Microsoft tells us that to do that for .NET you need to use InternalsVisibleToAttribute to make assemblies be friends in either a signed or an unsigned way.

All nice and all, but there is no mention of this FriendAccessAllowedAttribute class. All I could find is a Microsoft patent called Logical Extensions to Intermediate Code, which says extend the runtime's notion of friend assemblies with a "FriendAccessAllowed" attribute, and only include internal methods marked with this attribute in the reference assembly (instead of known implementations in which all internal methods are included in the assembly).. In other words, specify explicitly which of the internal members you want exposed to your friends.

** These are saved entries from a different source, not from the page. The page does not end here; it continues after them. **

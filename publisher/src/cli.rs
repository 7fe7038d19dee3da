//! CLI argument definitions for the publisher.
//!
//! This module defines the command-line interface using clap. It is separated
//! from the main entrypoint to keep the binary small and focused on
//! orchestration.

use crate::config::PublisherConfig;
use camino::Utf8PathBuf;
use clap::Parser;

/// Stage the swagger-ui stylesheets as a standalone npm package.
#[derive(Parser, Debug, Clone, Default)]
#[command(name = "swagger-ui-scss-publisher")]
#[command(version, about)]
#[command(long_about = concat!(
    "Stage the swagger-ui stylesheets as a standalone npm package.\n\n",
    "The publisher resolves the newest release tag of swagger-ui, compares it ",
    "with the version on the npm registry and, when upstream is ahead, clones ",
    "that release and stages its SCSS sources, licence, security policy and ",
    "the local README.md with a synthesised package.json under tmp/.\n\n",
    "The run exits with status 1 when the registry is already up to date, so ",
    "CI jobs can skip the publish step.",
))]
#[command(after_help = concat!(
    "EXAMPLES:\n",
    "  Stage the next release from the current directory:\n",
    "    $ swagger-ui-scss-publisher\n\n",
    "  Stage without installing dependencies:\n",
    "    $ swagger-ui-scss-publisher --skip-install\n\n",
    "  Show every external command:\n",
    "    $ RUST_LOG=debug swagger-ui-scss-publisher\n",
))]
pub struct Cli {
    /// Directory holding README.md and the tmp/ scratch tree [default: current directory].
    #[arg(short, long, value_name = "DIR")]
    pub workdir: Option<Utf8PathBuf>,

    /// Base URL of the npm registry to query.
    #[arg(long, value_name = "URL")]
    pub registry: Option<String>,

    /// Git URL of the upstream swagger-ui repository.
    #[arg(long, value_name = "URL")]
    pub upstream: Option<String>,

    /// Stop after writing package.json instead of running `npm install`.
    #[arg(long)]
    pub skip_install: bool,

    /// Suppress progress output (warnings and errors still shown).
    #[arg(short, long)]
    pub quiet: bool,
}

impl Cli {
    /// Build the run configuration rooted at `workdir`.
    ///
    /// Flags that were not given keep the production defaults.
    ///
    /// # Examples
    ///
    /// ```
    /// use camino::Utf8PathBuf;
    /// use swagger_ui_scss_publisher::cli::Cli;
    ///
    /// let cli = Cli {
    ///     registry: Some("http://localhost:4873".to_owned()),
    ///     ..Cli::default()
    /// };
    /// let config = cli.config(Utf8PathBuf::from("/work"));
    /// assert_eq!(config.registry_url, "http://localhost:4873");
    /// ```
    #[must_use]
    pub fn config(&self, workdir: Utf8PathBuf) -> PublisherConfig {
        let mut config = PublisherConfig::new(workdir);
        if let Some(registry) = &self.registry {
            config.registry_url.clone_from(registry);
        }
        if let Some(upstream) = &self.upstream {
            config.upstream_url.clone_from(upstream);
        }
        config.skip_install = self.skip_install;
        config
    }
}
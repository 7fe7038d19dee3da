//! swagger-ui SCSS publisher CLI entrypoint.
//!
//! This binary stages the newest swagger-ui release's stylesheets as an npm
//! package under `tmp/swagger-ui-scss`, ready for `npm publish`. Progress is
//! written to stderr; set `RUST_LOG=debug` to see every external command.

use camino::Utf8PathBuf;
use clap::Parser;
use std::io::Write;
use swagger_ui_scss_publisher::cli::Cli;
use swagger_ui_scss_publisher::config::PublisherConfig;
use swagger_ui_scss_publisher::deps::SystemCommandExecutor;
use swagger_ui_scss_publisher::error::{PublisherError, Result};
use swagger_ui_scss_publisher::pipeline::{Pipeline, RunOutcome};
use swagger_ui_scss_publisher::registry::HttpRegistry;
use swagger_ui_scss_publisher::status::{TerminalStatus, write_stderr_line};

fn main() {
    env_logger::init();
    let cli = Cli::parse();
    let mut stderr = std::io::stderr();

    let exit_code = match resolve_workdir(cli.workdir.clone()) {
        Ok(workdir) => {
            let config = cli.config(workdir);
            let outcome = run(&config, cli.quiet, &mut stderr);
            exit_code_for_outcome(&config, &outcome, cli.quiet, &mut stderr)
        }
        Err(err) => {
            write_stderr_line(&mut stderr, err);
            1
        }
    };

    if exit_code != 0 {
        std::process::exit(exit_code);
    }
}

/// Runs the pipeline against the production git, npm and registry services.
fn run(config: &PublisherConfig, quiet: bool, stderr: &mut dyn Write) -> Result<RunOutcome> {
    let executor = SystemCommandExecutor;
    let registry = HttpRegistry::new(config.registry_url.as_str());
    let mut status = TerminalStatus::new(stderr, quiet);
    Pipeline::new(config, &executor, &registry).run(&mut status)
}

/// Uses the requested working directory or falls back to the current one.
fn resolve_workdir(requested: Option<Utf8PathBuf>) -> Result<Utf8PathBuf> {
    if let Some(workdir) = requested {
        return Ok(workdir);
    }
    let cwd = std::env::current_dir()?;
    Utf8PathBuf::try_from(cwd).map_err(|e| PublisherError::NonUtf8Path {
        path: e.into_path_buf().display().to_string(),
    })
}

/// Maps a run outcome to the process exit code.
///
/// Stage failures have already been reported by the status reporter, so
/// only the staged summary is written here. An up-to-date registry exits
/// with 1 so that CI skips the publish step.
fn exit_code_for_outcome(
    config: &PublisherConfig,
    outcome: &Result<RunOutcome>,
    quiet: bool,
    stderr: &mut dyn Write,
) -> i32 {
    match outcome {
        Ok(RunOutcome::Staged { tag, staging_dir }) => {
            if !quiet {
                write_stderr_line(stderr, "");
                write_stderr_line(
                    stderr,
                    format!(
                        "Staged {} {} at {staging_dir}",
                        config.package_name,
                        tag.version()
                    ),
                );
                write_stderr_line(stderr, format!("Publish with: cd {staging_dir} && npm publish"));
            }
            0
        }
        Ok(RunOutcome::UpToDate { .. }) | Err(_) => 1,
    }
}
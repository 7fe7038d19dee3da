//! npm registry lookup for the currently published version.
//!
//! A failed lookup never ends a run: the caller downgrades every
//! [`RegistryError`] to a warning and treats the package as unpublished.

use log::debug;
use semver::Version;
use serde::Deserialize;
use std::collections::BTreeMap;
use std::sync::OnceLock;

/// Media type for npm's abbreviated package metadata.
const ABBREVIATED_METADATA: &str = "application/vnd.npm.install-v1+json";

/// Source of the latest published version of a package.
#[cfg_attr(test, mockall::automock)]
pub trait RegistryClient {
    /// Fetch the version carried by the package's `latest` dist-tag.
    ///
    /// Any pre-release suffix is removed before parsing.
    ///
    /// # Errors
    ///
    /// Returns an error if the request fails, the package is unknown, or the
    /// response does not carry a usable `latest` version.
    fn latest_version(&self, package: &str) -> Result<Version, RegistryError>;
}

/// Errors arising from registry lookups.
#[derive(Debug, thiserror::Error)]
pub enum RegistryError {
    /// HTTP request failed.
    #[error("request to {url} failed: {reason}")]
    Http {
        /// The URL that was requested.
        url: String,
        /// A human-readable description of the failure.
        reason: String,
    },

    /// The registry does not know the package (HTTP 404).
    #[error("package not found at {url}")]
    NotFound {
        /// The URL that returned 404.
        url: String,
    },

    /// The response body is not the expected JSON document.
    #[error("malformed registry response: {0}")]
    Malformed(#[from] serde_json::Error),

    /// The document has no `latest` dist-tag.
    #[error("no latest dist-tag")]
    MissingLatest,

    /// The `latest` dist-tag is not a semantic version.
    #[error("latest dist-tag {value} is not a valid version")]
    InvalidVersion {
        /// The value found in the document.
        value: String,
    },
}

#[derive(Debug, Deserialize)]
struct PackageDocument {
    #[serde(rename = "dist-tags", default)]
    dist_tags: BTreeMap<String, String>,
}

/// Extract the `latest` dist-tag from a registry document.
///
/// The tag is truncated at the first `-` so that a pre-release such as
/// `5.2.0-1` compares as `5.2.0`.
///
/// # Errors
///
/// Returns an error if the body is not JSON, has no `latest` dist-tag, or
/// the truncated value does not parse as a version.
///
/// # Examples
///
/// ```
/// use swagger_ui_scss_publisher::registry::parse_latest_version;
///
/// let body = r#"{"dist-tags": {"latest": "5.2.0-1"}}"#;
/// let version = parse_latest_version(body)?;
/// assert_eq!(version.to_string(), "5.2.0");
/// # Ok::<(), swagger_ui_scss_publisher::registry::RegistryError>(())
/// ```
pub fn parse_latest_version(body: &str) -> Result<Version, RegistryError> {
    let document: PackageDocument = serde_json::from_str(body)?;
    let latest = document
        .dist_tags
        .get("latest")
        .ok_or(RegistryError::MissingLatest)?;
    let release = latest.split('-').next().unwrap_or_default();
    Version::parse(release).map_err(|_| RegistryError::InvalidVersion {
        value: latest.clone(),
    })
}

/// Registry client speaking HTTP via `ureq`.
#[derive(Debug, Clone)]
pub struct HttpRegistry {
    base_url: String,
}

impl HttpRegistry {
    /// Create a client for the registry at `base_url`.
    #[must_use]
    pub fn new(base_url: impl Into<String>) -> Self {
        Self {
            base_url: base_url.into(),
        }
    }

    /// Construct the document URL for a package.
    ///
    /// Scoped names keep their `@` and have the scope separator escaped, as
    /// npm clients do.
    ///
    /// # Examples
    ///
    /// ```
    /// use swagger_ui_scss_publisher::registry::HttpRegistry;
    ///
    /// let registry = HttpRegistry::new("https://registry.npmjs.org/");
    /// assert_eq!(
    ///     registry.package_url("@createiq/swagger-ui-scss"),
    ///     "https://registry.npmjs.org/@createiq%2fswagger-ui-scss"
    /// );
    /// ```
    #[must_use]
    pub fn package_url(&self, package: &str) -> String {
        format!(
            "{}/{}",
            self.base_url.trim_end_matches('/'),
            package.replace('/', "%2f")
        )
    }
}

impl RegistryClient for HttpRegistry {
    fn latest_version(&self, package: &str) -> Result<Version, RegistryError> {
        let url = self.package_url(package);
        debug!("fetching registry document {url}");
        let body = download_text(&url)?;
        parse_latest_version(&body)
    }
}

/// Fetch a URL and return the body as a string.
fn download_text(url: &str) -> Result<String, RegistryError> {
    let response = http_agent()
        .get(url)
        .header("Accept", ABBREVIATED_METADATA)
        .call()
        .map_err(|e| map_ureq_error(url, &e))?;
    response
        .into_body()
        .read_to_string()
        .map_err(|e| RegistryError::Http {
            url: url.to_owned(),
            reason: e.to_string(),
        })
}

/// Shared `ureq` agent.
fn http_agent() -> &'static ureq::Agent {
    static AGENT: OnceLock<ureq::Agent> = OnceLock::new();
    AGENT.get_or_init(ureq::Agent::new_with_defaults)
}

/// Map a ureq error to a [`RegistryError`].
fn map_ureq_error(url: &str, err: &ureq::Error) -> RegistryError {
    match err {
        ureq::Error::StatusCode(404) => RegistryError::NotFound {
            url: url.to_owned(),
        },
        other => RegistryError::Http {
            url: url.to_owned(),
            reason: other.to_string(),
        },
    }
}
//! External command execution and npm dependency installation.
//!
//! Git and npm are driven through [`CommandExecutor`] so that the pipeline
//! can be exercised without touching the network or the package manager.

use crate::error::{PublisherError, Result};
use camino::Utf8Path;
use log::debug;
use std::process::{Command, ExitStatus, Output, Stdio};

/// Package manager binary used to install the staged package's dependencies.
#[cfg(windows)]
pub const NPM: &str = "npm.cmd";

/// Package manager binary used to install the staged package's dependencies.
#[cfg(not(windows))]
pub const NPM: &str = "npm";

/// Abstraction for running external commands.
#[cfg_attr(test, mockall::automock)]
pub trait CommandExecutor {
    /// Runs a command with arguments and returns the captured output.
    ///
    /// # Errors
    ///
    /// Returns any I/O errors encountered while spawning or running the command.
    ///
    /// # Examples
    ///
    /// ```no_run
    /// use swagger_ui_scss_publisher::deps::{CommandExecutor, SystemCommandExecutor};
    ///
    /// let executor = SystemCommandExecutor;
    /// let output = executor.run("git", &["--version"])?;
    /// assert!(output.status.success());
    /// # Ok::<(), swagger_ui_scss_publisher::error::PublisherError>(())
    /// ```
    fn run<'a>(&self, cmd: &str, args: &[&'a str]) -> Result<Output>;

    /// Runs a command in `cwd` with stdout and stderr forwarded live to the
    /// current process, returning its exit status.
    ///
    /// # Errors
    ///
    /// Returns any I/O errors encountered while spawning or waiting on the
    /// command.
    fn run_streaming<'a>(
        &self,
        cmd: &str,
        args: &[&'a str],
        cwd: &Utf8Path,
    ) -> Result<ExitStatus>;
}

/// Executes commands on the host system.
#[derive(Debug, Clone, Copy, Default)]
pub struct SystemCommandExecutor;

impl CommandExecutor for SystemCommandExecutor {
    fn run(&self, cmd: &str, args: &[&str]) -> Result<Output> {
        debug!("running {cmd} {}", args.join(" "));
        Command::new(cmd)
            .args(args)
            .output()
            .map_err(PublisherError::from)
    }

    fn run_streaming(&self, cmd: &str, args: &[&str], cwd: &Utf8Path) -> Result<ExitStatus> {
        debug!("running {cmd} {} in {cwd}", args.join(" "));
        Command::new(cmd)
            .args(args)
            .current_dir(cwd.as_std_path())
            .stdin(Stdio::null())
            .stdout(Stdio::inherit())
            .stderr(Stdio::inherit())
            .status()
            .map_err(PublisherError::from)
    }
}

/// Installs the staged package's dependencies with `npm install`.
///
/// Output is streamed to the terminal as npm produces it.
///
/// # Errors
///
/// Returns `PublisherError::DependencyInstall` if npm exits unsuccessfully,
/// or an I/O error if it cannot be started.
pub fn install_dependencies(executor: &dyn CommandExecutor, staging_dir: &Utf8Path) -> Result<()> {
    let status = executor.run_streaming(NPM, &["install"], staging_dir)?;

    if !status.success() {
        return Err(PublisherError::DependencyInstall {
            tool: "npm",
            message: describe_exit(status),
        });
    }

    Ok(())
}

/// Describe a failed exit status for error messages.
fn describe_exit(status: ExitStatus) -> String {
    match status.code() {
        Some(code) => format!("exited with status {code}"),
        None => "terminated by signal".to_owned(),
    }
}
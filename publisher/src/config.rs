//! Fixed identities and derived paths for a publish run.
//!
//! The defaults describe the one package this tool exists to produce. Paths
//! are all rooted at a single working directory so tests can point a run at
//! a temporary tree.

use camino::Utf8PathBuf;

/// Upstream repository whose style sources are repackaged.
pub const UPSTREAM_REPO_URL: &str = "https://github.com/swagger-api/swagger-ui.git";

/// Name of the downstream npm package.
pub const PACKAGE_NAME: &str = "@createiq/swagger-ui-scss";

/// Repository that hosts the downstream package.
pub const DOWNSTREAM_REPO_URL: &str = "https://github.com/linklaterscreateiq/swagger-ui-scss";

/// Contributor appended to the upstream contributor list.
pub const DOWNSTREAM_CONTRIBUTOR: &str = "Mathew Mannion <mathew.mannion@linklaters.com>";

/// Entry point of the staged package.
pub const ENTRY_POINT: &str = "./style/main.scss";

/// Upstream development dependency that becomes the staged package's only
/// runtime dependency.
pub const PINNED_DEPENDENCY: &str = "tachyons-sass";

/// Public npm registry.
pub const DEFAULT_REGISTRY_URL: &str = "https://registry.npmjs.org";

const SCRATCH_DIR_NAME: &str = "tmp";
const CLONE_DIR_NAME: &str = "swagger-ui";
const STAGING_DIR_NAME: &str = "swagger-ui-scss";
const README_FILE: &str = "README.md";

/// Configuration for one publish run.
#[derive(Debug, Clone, PartialEq, Eq)]
pub struct PublisherConfig {
    /// Directory the scratch tree and local readme are resolved against.
    pub workdir: Utf8PathBuf,
    /// Git URL of the upstream repository.
    pub upstream_url: String,
    /// Base URL of the npm registry.
    pub registry_url: String,
    /// Name of the downstream package.
    pub package_name: String,
    /// URL recorded in the staged manifest's `repository` field.
    pub downstream_repo_url: String,
    /// Contributor appended to the staged manifest.
    pub contributor: String,
    /// Stop after writing the manifest instead of running `npm install`.
    pub skip_install: bool,
}

impl PublisherConfig {
    /// Create a configuration with production defaults rooted at `workdir`.
    ///
    /// # Example
    ///
    /// ```
    /// use camino::Utf8PathBuf;
    /// use swagger_ui_scss_publisher::config::PublisherConfig;
    ///
    /// let config = PublisherConfig::new(Utf8PathBuf::from("/work"));
    /// assert_eq!(config.scratch_dir(), "/work/tmp");
    /// assert_eq!(config.staging_dir(), "/work/tmp/swagger-ui-scss");
    /// ```
    #[must_use]
    pub fn new(workdir: Utf8PathBuf) -> Self {
        Self {
            workdir,
            upstream_url: UPSTREAM_REPO_URL.to_owned(),
            registry_url: DEFAULT_REGISTRY_URL.to_owned(),
            package_name: PACKAGE_NAME.to_owned(),
            downstream_repo_url: DOWNSTREAM_REPO_URL.to_owned(),
            contributor: DOWNSTREAM_CONTRIBUTOR.to_owned(),
            skip_install: false,
        }
    }

    /// Scratch directory deleted and recreated on every run.
    #[must_use]
    pub fn scratch_dir(&self) -> Utf8PathBuf {
        self.workdir.join(SCRATCH_DIR_NAME)
    }

    /// Destination of the shallow upstream clone.
    #[must_use]
    pub fn clone_dir(&self) -> Utf8PathBuf {
        self.scratch_dir().join(CLONE_DIR_NAME)
    }

    /// Root of the staged package.
    #[must_use]
    pub fn staging_dir(&self) -> Utf8PathBuf {
        self.scratch_dir().join(STAGING_DIR_NAME)
    }

    /// Readme maintained alongside this tool and shipped with the package.
    #[must_use]
    pub fn local_readme(&self) -> Utf8PathBuf {
        self.workdir.join(README_FILE)
    }
}

#[cfg(test)]
mod tests {
    use super::*;

    #[test]
    fn clone_and_staging_live_under_scratch() {
        let config = PublisherConfig::new(Utf8PathBuf::from("/work"));
        assert!(config.clone_dir().starts_with(config.scratch_dir()));
        assert!(config.staging_dir().starts_with(config.scratch_dir()));
        assert_ne!(config.clone_dir(), config.staging_dir());
    }

    #[test]
    fn readme_is_read_from_workdir() {
        let config = PublisherConfig::new(Utf8PathBuf::from("/work"));
        assert_eq!(config.local_readme(), Utf8PathBuf::from("/work/README.md"));
    }

    #[test]
    fn defaults_target_public_registry() {
        let config = PublisherConfig::new(Utf8PathBuf::from("/work"));
        assert_eq!(config.registry_url, DEFAULT_REGISTRY_URL);
        assert_eq!(config.package_name, PACKAGE_NAME);
        assert!(!config.skip_install);
    }
}
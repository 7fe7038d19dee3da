//! Error types for the swagger-ui-scss publisher.
//!
//! Every variant is terminal for a run: the pipeline has no retries, so each
//! message carries enough context for the operator to act on it directly.

use camino::Utf8PathBuf;
use thiserror::Error;

/// Errors that can end a publish run.
#[derive(Debug, Error)]
pub enum PublisherError {
    /// The upstream remote has no tag of the form `vX.Y.Z`.
    #[error("no release tag of the form vX.Y.Z found on {remote}")]
    NoReleaseTag {
        /// Remote URL that was listed.
        remote: String,
    },

    /// The registry already carries a version newer than the upstream tag.
    #[error(
        "published version {published} is newer than upstream version {upstream}; \
         the upstream tag list is behind the registry"
    )]
    PublishedAhead {
        /// Latest upstream release version.
        upstream: semver::Version,
        /// Version currently published to the registry.
        published: semver::Version,
    },

    /// Something other than a directory occupies the scratch path.
    #[error("existing scratch path {path} is not a directory; remove it and retry")]
    ScratchNotDirectory {
        /// The offending path.
        path: Utf8PathBuf,
    },

    /// A git operation exited unsuccessfully.
    #[error("git {operation} failed: {message}")]
    Git {
        /// The git operation that failed (ls-remote, clone).
        operation: &'static str,
        /// Trimmed stderr from git.
        message: String,
    },

    /// Copying a file or directory into the staging tree failed.
    #[error("staging failed: {reason}")]
    StagingFailed {
        /// Description of the failed copy.
        reason: String,
    },

    /// The upstream manifest could not be read.
    #[error("failed to read manifest {path}")]
    ManifestRead {
        /// Path of the manifest.
        path: Utf8PathBuf,
        /// Underlying I/O error.
        #[source]
        source: std::io::Error,
    },

    /// The upstream manifest is not the JSON shape we expect.
    #[error("invalid manifest {path}: {source}")]
    ManifestParse {
        /// Path of the manifest.
        path: Utf8PathBuf,
        /// Underlying parse error.
        #[source]
        source: serde_json::Error,
    },

    /// The upstream manifest lacks the development dependency we pin.
    #[error("upstream manifest has no devDependencies entry for {name}")]
    MissingDevDependency {
        /// Name of the missing dependency.
        name: String,
    },

    /// The staged manifest could not be written.
    #[error("failed to write manifest {path}")]
    ManifestWrite {
        /// Destination path.
        path: Utf8PathBuf,
        /// Underlying I/O error.
        #[source]
        source: std::io::Error,
    },

    /// The package manager exited unsuccessfully.
    #[error("failed to install dependencies with {tool}: {message}")]
    DependencyInstall {
        /// The package manager binary.
        tool: &'static str,
        /// Exit description.
        message: String,
    },

    /// A path could not be represented as UTF-8.
    #[error("path is not valid UTF-8: {path}")]
    NonUtf8Path {
        /// Lossy rendering of the path.
        path: String,
    },

    /// An I/O operation failed.
    #[error("I/O error: {0}")]
    Io(#[from] std::io::Error),

    /// Test stub received an unexpected or mismatched command invocation.
    #[cfg(any(test, feature = "test-support"))]
    #[error("stub mismatch: {message}")]
    StubMismatch {
        /// Description of what was expected versus what was received.
        message: String,
    },
}

/// Result type alias using [`PublisherError`].
pub type Result<T> = std::result::Result<T, PublisherError>;

#[cfg(test)]
mod tests {
    use super::*;

    #[test]
    fn published_ahead_names_both_versions() {
        let err = PublisherError::PublishedAhead {
            upstream: semver::Version::new(1, 9, 0),
            published: semver::Version::new(2, 0, 0),
        };
        let msg = err.to_string();
        assert!(msg.contains("1.9.0"));
        assert!(msg.contains("2.0.0"));
    }

    #[test]
    fn scratch_not_directory_includes_path() {
        let err = PublisherError::ScratchNotDirectory {
            path: Utf8PathBuf::from("/work/tmp"),
        };
        assert!(err.to_string().contains("/work/tmp"));
    }

    #[test]
    fn git_error_includes_operation_and_message() {
        let err = PublisherError::Git {
            operation: "clone",
            message: "Remote branch v9.9.9 not found".to_owned(),
        };
        let msg = err.to_string();
        assert!(msg.contains("clone"));
        assert!(msg.contains("v9.9.9"));
    }

    #[test]
    fn dependency_install_error_includes_exit_code() {
        let err = PublisherError::DependencyInstall {
            tool: "npm",
            message: "exited with status 1".to_owned(),
        };
        let msg = err.to_string();
        assert!(msg.contains("npm"));
        assert!(msg.contains("status 1"));
    }

    #[test]
    fn manifest_read_preserves_source() {
        let err = PublisherError::ManifestRead {
            path: Utf8PathBuf::from("package.json"),
            source: std::io::Error::other("permission denied"),
        };
        assert!(err.to_string().contains("package.json"));
        assert!(std::error::Error::source(&err).is_some());
    }
}
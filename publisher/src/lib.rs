//! swagger-ui SCSS publisher library.
//!
//! This crate stages the stylesheet sources of the newest swagger-ui release
//! as a standalone npm package. It is used by the `swagger-ui-scss-publisher`
//! CLI binary and can be driven programmatically for testing.
//!
//! # Modules
//!
//! - [`cli`] - Command-line argument definitions
//! - [`config`] - Fixed package identities and derived paths
//! - [`deps`] - External command execution and dependency installation
//! - [`error`] - Semantic error types
//! - [`gate`] - Publish decision from upstream and registry versions
//! - [`git`] - Remote tag listing, scratch preparation and shallow cloning
//! - [`manifest`] - Staged `package.json` synthesis
//! - [`pipeline`] - Stage orchestration
//! - [`prune`] - Filtered recursive copy of the plugin stylesheets
//! - [`registry`] - npm registry version lookup
//! - [`stager`] - Assembly of the staged package directory
//! - [`status`] - Operator-facing progress reporting
//! - [`tags`] - Release tag filtering and selection

pub mod cli;
pub mod config;
pub mod deps;
pub mod error;
pub mod gate;
pub mod git;
pub mod manifest;
pub mod pipeline;
pub mod prune;
pub mod registry;
pub mod stager;
pub mod status;
pub mod tags;

#[cfg(any(test, feature = "test-support"))]
pub mod test_utils;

There is another question about this on StackOverflow, which says as much, as well, but nothing actually usable.

As far as I can see, Microsoft uses this in the WPF and Silverlight frameworks only and the funny thing is... the attribute is internal. :)

Comments

Mohamed Elashi

Thanks for this nice article, sad and funny. I have been trying to re-write the DatePicker control to be a DateTimePicker control (which is a big absence in WPF) and I found a lot of useful methods marked as internal !!!! I wonder why they want to hide these top secret functionality from us!!! I saw this attribute I thought it might be a key to solve my problem. Apparently it's not. Thanks again.